● **TO DO**
Copy out all lines of the listing below that hold "UnaryOperator".

START RECORDS FOR THE EXERCISE

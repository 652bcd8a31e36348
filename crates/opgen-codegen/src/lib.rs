//! C++ code generation from opgen tables.
//!
//! Two generators live here:
//!
//! - [`instructions`] turns an instruction descriptor table into an
//!   instruction class hierarchy (header, `accept` definitions and the
//!   visitor interface).
//! - [`operators`] turns binary and unary operator tables into the
//!   type-checker declaration tables and the interpreter lambda tables.
//!
//! Emitters are pure functions of the parsed table and a
//! [`GeneratorConfig`]. File I/O only happens in [`driver`] and [`artifact`].

pub mod artifact;
pub mod config;
pub mod driver;
pub mod instructions;
pub mod operators;

pub use artifact::{write_all_atomically, write_atomically, Artifact};
pub use config::{GeneratorConfig, InstructionConfig, OperatorConfig};
pub use driver::{read_table, Generation, Generator, Mode};

use opgen_tables::TableError;
use std::path::PathBuf;
use thiserror::Error;

/// Errors that can occur during a generation pass.
#[derive(Debug, Error)]
pub enum GenerateError {
    #[error("{0}")]
    Table(#[from] TableError),

    #[error("formatting error: {0}")]
    Format(#[from] std::fmt::Error),

    #[error("{}: {source}", .path.display())]
    Io {
        path: PathBuf,
        #[source]
        source: std::io::Error,
    },

    #[error("invalid config {}: {source}", .path.display())]
    Config {
        path: PathBuf,
        #[source]
        source: toml::de::Error,
    },
}

impl GenerateError {
    pub(crate) fn io(path: impl Into<PathBuf>, source: std::io::Error) -> Self {
        GenerateError::Io {
            path: path.into(),
            source,
        }
    }
}
//! Line and table parsers.

use crate::record::{
    BinaryOperator, DispatchKey, DispatchKeyed, FieldSpec, InstructionDescriptor, Table,
    UnaryOperator,
};
use std::collections::HashMap;
use thiserror::Error;

/// Errors that can occur while reading a table.
#[derive(Debug, Clone, PartialEq, Eq, Error)]
pub enum TableError {
    #[error("line {line}: {reason}: `{text}`")]
    MalformedLine {
        line: usize,
        reason: String,
        text: String,
    },

    #[error("line {line}: duplicate dispatch key {key} (first defined on line {first_line})")]
    DuplicateKey {
        key: DispatchKey,
        line: usize,
        first_line: usize,
    },

    #[error("line {line}: duplicate instruction {name} (first defined on line {first_line})")]
    DuplicateInstruction {
        name: String,
        line: usize,
        first_line: usize,
    },
}

fn malformed(line: usize, text: &str, reason: impl Into<String>) -> TableError {
    TableError::MalformedLine {
        line,
        reason: reason.into(),
        text: text.to_string(),
    }
}

fn is_blank(line: &str) -> bool {
    line.trim().is_empty()
}

fn is_identifier(word: &str) -> bool {
    let mut chars = word.chars();
    match chars.next() {
        Some(c) if c.is_ascii_alphabetic() || c == '_' => {}
        _ => return false,
    }
    chars.all(|c| c.is_ascii_alphanumeric() || c == '_')
}

/// Byte offsets of `:` characters that are not part of a `::` scope operator.
fn separator_positions(line: &str) -> Vec<usize> {
    let bytes = line.as_bytes();
    (0..bytes.len())
        .filter(|&i| {
            bytes[i] == b':'
                && (i == 0 || bytes[i - 1] != b':')
                && bytes.get(i + 1) != Some(&b':')
        })
        .collect()
}

/// Split `text` wherever `is_split` matches outside of `<...>` brackets.
fn split_top_level(text: &str, is_split: impl Fn(char) -> bool) -> Vec<&str> {
    let mut pieces = Vec::new();
    let mut depth = 0usize;
    let mut start = 0;

    for (idx, c) in text.char_indices() {
        match c {
            '<' => depth += 1,
            '>' => depth = depth.saturating_sub(1),
            c if depth == 0 && is_split(c) => {
                pieces.push(&text[start..idx]);
                start = idx + c.len_utf8();
            }
            _ => {}
        }
    }
    pieces.push(&text[start..]);
    pieces
}

fn parse_field(clause: &str, line: usize, text: &str) -> Result<FieldSpec, TableError> {
    let words: Vec<&str> = split_top_level(clause, char::is_whitespace)
        .into_iter()
        .filter(|word| !word.is_empty())
        .collect();

    match words.as_slice() {
        [type_name, field_name] => {
            if !is_identifier(field_name) {
                return Err(malformed(
                    line,
                    text,
                    format!("field name '{}' is not an identifier", field_name),
                ));
            }
            Ok(FieldSpec::new(*type_name, *field_name))
        }
        [] => Err(malformed(line, text, "empty field clause")),
        _ => Err(malformed(
            line,
            text,
            format!(
                "field clause '{}' must be exactly `type name`, found {} words",
                clause.trim(),
                words.len()
            ),
        )),
    }
}

/// Parse one instruction descriptor line.
///
/// Returns `Ok(None)` for blank lines.
pub fn parse_instruction_line(
    text: &str,
    line: usize,
) -> Result<Option<InstructionDescriptor>, TableError> {
    if is_blank(text) {
        return Ok(None);
    }

    let separators = separator_positions(text);
    let (name, operands) = match separators.as_slice() {
        [] => (text.trim(), None),
        [pos] => (text[..*pos].trim(), Some(&text[pos + 1..])),
        _ => return Err(malformed(line, text, "more than one ':' separator")),
    };

    if name.is_empty() {
        return Err(malformed(line, text, "missing instruction name"));
    }
    if !is_identifier(name) {
        return Err(malformed(
            line,
            text,
            format!("instruction name '{}' is not an identifier", name),
        ));
    }

    let mut fields = Vec::new();
    if let Some(operands) = operands {
        for clause in split_top_level(operands, |c| c == ',') {
            fields.push(parse_field(clause, line, text)?);
        }
    }

    Ok(Some(InstructionDescriptor::new(name, fields)))
}

/// Parse one binary operator line: `TOKEN OP RESULT LHS RHS`.
pub fn parse_binary_line(text: &str, line: usize) -> Result<Option<BinaryOperator>, TableError> {
    if is_blank(text) {
        return Ok(None);
    }

    match text.split_whitespace().collect::<Vec<_>>().as_slice() {
        [token, op_symbol, result_type, lhs_type, rhs_type] => Ok(Some(BinaryOperator {
            token: token.to_string(),
            op_symbol: op_symbol.to_string(),
            result_type: result_type.to_string(),
            lhs_type: lhs_type.to_string(),
            rhs_type: rhs_type.to_string(),
        })),
        words => Err(malformed(
            line,
            text,
            format!(
                "expected 5 fields (TOKEN OP RESULT LHS RHS), found {}",
                words.len()
            ),
        )),
    }
}

/// Parse one unary operator line: `TOKEN OP OPERAND`.
pub fn parse_unary_line(text: &str, line: usize) -> Result<Option<UnaryOperator>, TableError> {
    if is_blank(text) {
        return Ok(None);
    }

    match text.split_whitespace().collect::<Vec<_>>().as_slice() {
        [token, op_symbol, operand_type] => Ok(Some(UnaryOperator {
            token: token.to_string(),
            op_symbol: op_symbol.to_string(),
            operand_type: operand_type.to_string(),
        })),
        words => Err(malformed(
            line,
            text,
            format!("expected 3 fields (TOKEN OP OPERAND), found {}", words.len()),
        )),
    }
}

fn parse_table<T>(
    source: &str,
    parse_line: impl Fn(&str, usize) -> Result<Option<T>, TableError>,
) -> Result<Table<T>, TableError> {
    let mut table = Table::new();
    for (index, text) in source.lines().enumerate() {
        let line = index + 1;
        if let Some(record) = parse_line(text, line)? {
            table.push(line, record);
        }
    }
    Ok(table)
}

fn reject_duplicate_keys<T: DispatchKeyed>(table: &Table<T>) -> Result<(), TableError> {
    let mut seen: HashMap<DispatchKey, usize> = HashMap::new();
    for (line, entry) in table.iter_with_lines() {
        let key = entry.dispatch_key();
        if let Some(&first_line) = seen.get(&key) {
            return Err(TableError::DuplicateKey {
                key,
                line,
                first_line,
            });
        }
        seen.insert(key, line);
    }
    Ok(())
}

/// Parse a whole instruction descriptor table.
pub fn parse_instructions(source: &str) -> Result<Table<InstructionDescriptor>, TableError> {
    let table = parse_table(source, parse_instruction_line)?;

    let mut seen: HashMap<&str, usize> = HashMap::new();
    for (line, inst) in table.iter_with_lines() {
        if let Some(&first_line) = seen.get(inst.name.as_str()) {
            return Err(TableError::DuplicateInstruction {
                name: inst.name.clone(),
                line,
                first_line,
            });
        }
        seen.insert(&inst.name, line);
    }

    Ok(table)
}

/// Parse a whole binary operator table.
pub fn parse_binary_table(source: &str) -> Result<Table<BinaryOperator>, TableError> {
    let table = parse_table(source, parse_binary_line)?;
    reject_duplicate_keys(&table)?;
    Ok(table)
}

/// Parse a whole unary operator table.
pub fn parse_unary_table(source: &str) -> Result<Table<UnaryOperator>, TableError> {
    let table = parse_table(source, parse_unary_line)?;
    reject_duplicate_keys(&table)?;
    Ok(table)
}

END RECORDS FOR THE EXERCISE

● **RESULT OF THE TASK**
    UnaryOperator,
pub fn parse_unary_line(text: &str, line: usize) -> Result<Option<UnaryOperator>, TableError> {
        [token, op_symbol, operand_type] => Ok(Some(UnaryOperator {
pub fn parse_unary_table(source: &str) -> Result<Table<UnaryOperator>, TableError> {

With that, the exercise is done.